Dalam aplikasinya, telah banyak dilakukan studi untuk mempelajari bagaimana membuat, memelihara dan menyimpan benih sintetik. Seperti yang telah dilakukan Kitto and Janick (1982) dalam Bhojwani and Razdan (1996) yang menggunakan embriosomatik tanaman wortel sebagai model studi pembuatan benih sintetik. Menurut Radenbough and Ruzin (1988), beberapa hal yang harus diperhatikan dalam produksi benih sintetik antara lain:
- Kualitas embrio somatik harus dapat dijaga. Pembentukan embriosomatik dari kultur in-vitro diharapkan mampu mencapai 95%.
- Viabilitas embrio harus dijaga agar tetap tinggi setelah penyimpanan dan pertumbuhan embrio somatik yang di enkapsulasi setelah aklimatisasi.
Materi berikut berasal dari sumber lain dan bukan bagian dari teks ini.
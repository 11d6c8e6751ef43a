//! Parallel emission of every artifact of a resolved model.
//!
//! One task per class renders and writes that class's artifacts. Tasks share
//! the model read-only and never write the same path. The manifest is written
//! after every task has finished, whether or not some of them failed, and
//! failures are reported together once the manifest is on disk.

use std::{
    path::{Path, PathBuf},
    sync::Arc,
};

use serde::Serialize;
use tokio::task::JoinHandle;

use super::{ArtifactKind, TypeScriptEmitter};
use crate::{
    config::Config, diagnostics::Diagnostics, errors::ClassFailure, fs::FileSystem,
    vocabulary::entities::ResolvedModel, Error, Result,
};

/// Summary of a successful generation run.
#[derive(Clone, Debug, Default, PartialEq, Eq, Serialize)]
pub struct GenerateReport {
    /// Concrete class artifacts written.
    pub class_count: usize,
    /// Contract artifacts written.
    pub interface_count: usize,
    /// Enumeration artifacts written.
    pub enum_count: usize,
    pub diagnostics: Diagnostics,
}

impl GenerateReport {
    fn absorb(&mut self, outcome: ClassOutcome) {
        self.class_count += outcome.class_count;
        self.interface_count += outcome.interface_count;
        self.enum_count += outcome.enum_count;
        self.diagnostics.extend(outcome.diagnostics);
    }
}

#[derive(Debug, Default)]
struct ClassOutcome {
    class_count: usize,
    interface_count: usize,
    enum_count: usize,
    diagnostics: Diagnostics,
    error: Option<Error>,
}

/// Writes TypeScript artifacts through a [`FileSystem`].
#[derive(Clone)]
pub struct SchemaGenerator {
    config: Arc<Config>,
    fs: Arc<dyn FileSystem>,
}

impl SchemaGenerator {
    #[must_use]
    pub fn new(config: Config, fs: Arc<dyn FileSystem>) -> Self {
        Self {
            config: Arc::new(config),
            fs,
        }
    }

    #[must_use]
    pub fn config(&self) -> &Config {
        &self.config
    }

    /// Emits every artifact of `model` below `output_root`.
    ///
    /// Existing files at the same paths are overwritten and nothing else is
    /// removed, so re-running on an unchanged model leaves identical output.
    ///
    /// # Errors
    ///
    /// [`Error::Io`] when the output directories cannot be created, and
    /// [`Error::Generation`] listing every class whose artifacts could not be
    /// rendered or written, along with the diagnostics of the whole run.
    /// Artifacts of the other classes and the manifest are still written in
    /// that case.
    pub async fn generate(
        &self,
        model: Arc<ResolvedModel>,
        output_root: &Path,
    ) -> Result<GenerateReport> {
        for dir in [
            output_root.to_path_buf(),
            output_root.join("interfaces"),
            output_root.join("classes"),
        ] {
            self.fs.create_dir_all(&dir).await?;
        }

        tracing::info!(
            classes = model.len(),
            output = %output_root.display(),
            "generating artifacts"
        );

        let tasks: Vec<(String, JoinHandle<ClassOutcome>)> = model
            .classes()
            .map(|class| {
                let id = class.id().to_string();
                let model = Arc::clone(&model);
                let config = Arc::clone(&self.config);
                let fs = Arc::clone(&self.fs);
                let root = output_root.to_path_buf();
                let task = tokio::spawn(async move {
                    emit_class(&model, &config, fs.as_ref(), &root, &id).await
                });
                (class.name().to_string(), task)
            })
            .collect();

        let mut report = GenerateReport::default();
        let mut failures = Vec::new();
        for (class, task) in tasks {
            let message = match task.await {
                Ok(mut outcome) => {
                    let error = outcome.error.take();
                    report.absorb(outcome);
                    let Some(err) = error else {
                        continue;
                    };
                    tracing::error!(
                        class = %class,
                        err.msg = %err,
                        err.detail = ?err,
                        "class_generation_error"
                    );
                    err.to_string()
                }
                Err(err) => {
                    tracing::error!(
                        class = %class,
                        err.msg = %err,
                        err.detail = ?err,
                        "class_generation_task_error"
                    );
                    err.to_string()
                }
            };
            failures.push(ClassFailure { class, message });
        }

        let manifest = TypeScriptEmitter::new(&model, &self.config).manifest();
        let manifest_path = output_root.join(manifest.relative_path());
        if let Err(err) = self.fs.write(&manifest_path, &manifest.render()).await {
            tracing::error!(
                err.msg = %err,
                err.detail = ?err,
                path = %manifest_path.display(),
                "manifest_write_error"
            );
            failures.push(ClassFailure {
                class: manifest.name,
                message: err.to_string(),
            });
        }

        if !failures.is_empty() {
            return Err(Error::Generation {
                failures,
                diagnostics: report.diagnostics,
            });
        }

        tracing::info!(
            classes = report.class_count,
            interfaces = report.interface_count,
            enums = report.enum_count,
            diagnostics = report.diagnostics.len(),
            "generation complete"
        );
        Ok(report)
    }
}

async fn emit_class(
    model: &ResolvedModel,
    config: &Config,
    fs: &dyn FileSystem,
    root: &Path,
    id: &str,
) -> ClassOutcome {
    let mut outcome = ClassOutcome::default();
    if let Err(err) = write_class(model, config, fs, root, id, &mut outcome).await {
        outcome.error = Some(err);
    }
    outcome
}

// Diagnostics land in `outcome` as they are found, so they survive a failed write.
async fn write_class(
    model: &ResolvedModel,
    config: &Config,
    fs: &dyn FileSystem,
    root: &Path,
    id: &str,
    outcome: &mut ClassOutcome,
) -> Result<()> {
    let Some(class) = model.class(id) else {
        return Ok(());
    };

    let artifacts =
        TypeScriptEmitter::new(model, config).class_artifacts(class, &mut outcome.diagnostics)?;
    for artifact in artifacts {
        let path: PathBuf = root.join(artifact.relative_path());
        fs.write(&path, &artifact.render()).await?;
        tracing::debug!(class = class.name(), path = %path.display(), "artifact written");
        match artifact.kind {
            ArtifactKind::Contract => outcome.interface_count += 1,
            ArtifactKind::Concrete => outcome.class_count += 1,
            ArtifactKind::Enumeration => outcome.enum_count += 1,
            ArtifactKind::Manifest => {}
        }
    }
    Ok(())
}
- Sorting embrio: dibutuhkan embrio yang homogen untuk membuat keseragaman benih sintetik.
- Proses kapsulasi :
- Penentuan kekerasan gel yang ideal untuk kapsul benih tertentu yang terkait dengan kemudahan handling
- Komposisi nutrisi yang cukup untuk embrio dan fungsi kapsul sebagai pelindung embrio dari serangan mikroorganisme serta tidak bersifat toksik bagi embrio somatik.
- Preservasi: bagaimana mengkombinasikan metode preservasi (penyimpangan) embriosomatik dengan metode kapsulasi.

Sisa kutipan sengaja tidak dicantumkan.